U.S. home sales in 2020 surged to their highest level in 14 years, fueled by ultralow interest rates and a pandemic that sent buyers scrambling for more spacious homes to accommodate remote work.
Robust home sales in the second half of the year surprised many economists while offering a rare bright spot for an economy run aground by closed businesses and mounting job losses during the Covid-19 pandemic.
Pandemic-driven job losses were concentrated in lower-paying industries, while households with higher pay and the resources to buy a new home weathered the downturn better. The pandemic prompted many of them to leave big cities for suburbs or smaller towns, while record-low borrowing rates made the decision to trade up easier. Once shelter-in-place restrictions eased, sales took off in June and have rarely flagged since then.
“It’s totally because of the pandemic,” said Brittany McCreary, who with her husband last month bought their first home, a four-bedroom stone farmhouse, in York, Pa., after leaving the Chicago area. “We’re glad we’re not renting anymore. We always wanted to buy.”
Existing-home sales rose 0.7% in December from November to a seasonally adjusted annual rate of 6.76 million, the National Association of Realtors said Friday. The December sales marked a 22% increase from a year earlier.
Strong house-buying demand is expected to continue this year, economists say, spurring more economic activity like home construction and sales of furniture and home goods. But a shortage of houses for sale is pushing home prices higher, making it costlier for renters trying to enter homeownership.

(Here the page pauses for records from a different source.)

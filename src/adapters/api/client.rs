//! HTTP Client - Rate-limited REST Client with Retries
//!
//! Wraps reqwest with a client-side request quota and exponential
//! backoff on 429/5xx. Shared by the odds and schedule adapters.

use std::num::NonZeroU32;
use std::sync::Arc;
use std::time::Duration;

use anyhow::{Context, Result};
use governor::clock::DefaultClock;
use governor::state::{InMemoryState, NotKeyed};
use governor::{Quota, RateLimiter};
use reqwest::header::HeaderMap;
use reqwest::{Client, Response, StatusCode};
use tokio::time::sleep;
use tracing::{debug, warn};

/// Configuration for the HTTP client.
#[derive(Debug, Clone)]
pub struct HttpClientConfig {
  /// Request timeout.
  pub timeout: Duration,
  /// Client-side quota.
  pub requests_per_minute: u32,
  /// Maximum retries on transient errors.
  pub max_retries: u32,
  /// Base delay between retries (exponential backoff).
  pub retry_base_delay: Duration,
  /// Headers sent with every request.
  pub default_headers: HeaderMap,
}

impl Default for HttpClientConfig {
  fn default() -> Self {
    Self {
      timeout: Duration::from_secs(30),
      requests_per_minute: 30,
      max_retries: 3,
      retry_base_delay: Duration::from_millis(500),
      default_headers: HeaderMap::new(),
    }
  }
}

/// Rate-limited HTTP client.
pub struct HttpClient {
  /// Underlying HTTP client.
  http: Client,
  /// Client configuration.
  config: HttpClientConfig,
  /// Request quota.
  limiter: Arc<RateLimiter<NotKeyed, InMemoryState, DefaultClock>>,
}

impl HttpClient {
  /// Create a new client.
  pub fn new(config: HttpClientConfig) -> Result<Self> {
    let http = Client::builder()
      .timeout(config.timeout)
      .default_headers(config.default_headers.clone())
      .pool_max_idle_per_host(2)
      .build()
      .context("Failed to build HTTP client")?;

    let rpm = NonZeroU32::new(config.requests_per_minute).unwrap_or(NonZeroU32::MIN);
    let limiter = Arc::new(RateLimiter::direct(Quota::per_minute(rpm)));

    Ok(Self {
      http,
      config,
      limiter,
    })
  }

  /// GET `url` with query parameters, retrying transient failures.
  ///
  /// `label` names the endpoint in logs; query values may carry secrets
  /// and are never logged.
  pub async fn get(&self, url: &str, query: &[(&str, &str)], label: &str) -> Result<Response> {
    let mut last_error = None;

    for attempt in 0..=self.config.max_retries {
      if attempt > 0 {
        let delay = self.config.retry_base_delay * 2u32.pow(attempt - 1);
        debug!(endpoint = label, attempt, delay_ms = delay.as_millis(), "Retrying request");
        sleep(delay).await;
      }

      self.limiter.until_ready().await;

      match self.http.get(url).query(query).send().await {
        Ok(response) => match response.status() {
          StatusCode::OK => return Ok(response),
          StatusCode::TOO_MANY_REQUESTS => {
            warn!(endpoint = label, "Rate limited, backing off");
            sleep(Duration::from_secs(2)).await;
            last_error = Some(anyhow::anyhow!("{label}: rate limited"));
          }
          status if status.is_server_error() => {
            warn!(endpoint = label, status = %status, "Server error, retrying");
            last_error = Some(anyhow::anyhow!("{label}: server error {status}"));
          }
          status => {
            let body = response.text().await.unwrap_or_default();
            return Err(anyhow::anyhow!("{label}: API error {status}: {body}"));
          }
        },
        Err(e) => {
          // The URL carries the API key
          let e = e.without_url();
          warn!(endpoint = label, error = %e, attempt, "Request failed");
          last_error = Some(anyhow::Error::new(e).context(format!("{label}: request failed")));
        }
      }
    }

    Err(last_error.unwrap_or_else(|| anyhow::anyhow!("{label}: max retries exceeded")))
  }
}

“Homeowners are smiling, because they are seeing price increases,” said Lawrence Yun, NAR’s chief economist. “The frustration is coming from the first-time buyers.”
Existing-home sales, which make up the bulk of the housing market, totaled 5.64 million in 2020, up 5.6% from 2019 and the highest level since the 2006 pace of 6.48 million, NAR said.
Economists say today’s housing market is less risky than during that boom 14 years ago. Mortgage lending standards are tighter, and the supply of homes on the market is lower relative to demand. Many homeowners facing financial difficulties can also take advantage of current policies allowing them to skip monthly payments and make them up later.
The housing market was poised for a strong year in early 2020, as interest rates fell and the large millennial generation continued to age into its prime homebuying years. Home sales then plunged in the spring due to widespread shelter-in-place restrictions, before quickly rebounding in the summer and fall.
“The real important driver has been the record low level of mortgage rates…which really enhanced affordability for home buyers,” said Frank Nothaft, chief economist at housing-data provider CoreLogic Inc.
For the week ended Thursday, the average rate on a 30-year fixed rate mortgage was 2.77%, down from 3.6% a year earlier, said Freddie Mac.
While demand has climbed, supply remains tight. Sellers remain wary of listing their homes for sale, partly due to concerns about virus transmission, real-estate agents say.
There were 1.07 million homes for sale at the end of December, down 23% from December 2019, according to NAR. At the current sales pace, there was a 1.9-month supply of homes on the market at the end of December, a record low.
That inventory crunch has spurred new-home construction. Housing starts, a measure of U.S. home-building, rose 5.8% in December from November to the highest seasonally adjusted annual rate since 2006, the Commerce Department said Thursday. Home builder confidence in the single-family housing market rose to record highs in the second half of last year, too.
The median existing-home price rose 12.9% in December from a year earlier to $309,800, near the record $313,000 reached in October, NAR said. For the year overall, the median price rose 9% to $296,500.
Still, the housing market’s momentum is expected to continue as mortgage rates remain low. Increased vaccination rates could prompt more sellers to enter the market later this year.
“There’s still demand that’s not being met,” said Doug Duncan, chief economist for Fannie Mae.
For the full year, existing-home sales rose the most in the South, at 7%, and in the Midwest, at 6.4%. The South also posted the biggest year-over-year gain in 2019.
In Charlotte, N.C., demand is robust from buyers moving from other states seeking a cheaper cost of living, said Wendy Dickinson of Coldwell Banker. First-time buyers are also eager to take advantage of the low rates, she said.
“When houses hit the market here, it’s very, very typical for them to go into multiple offers immediately,” she said.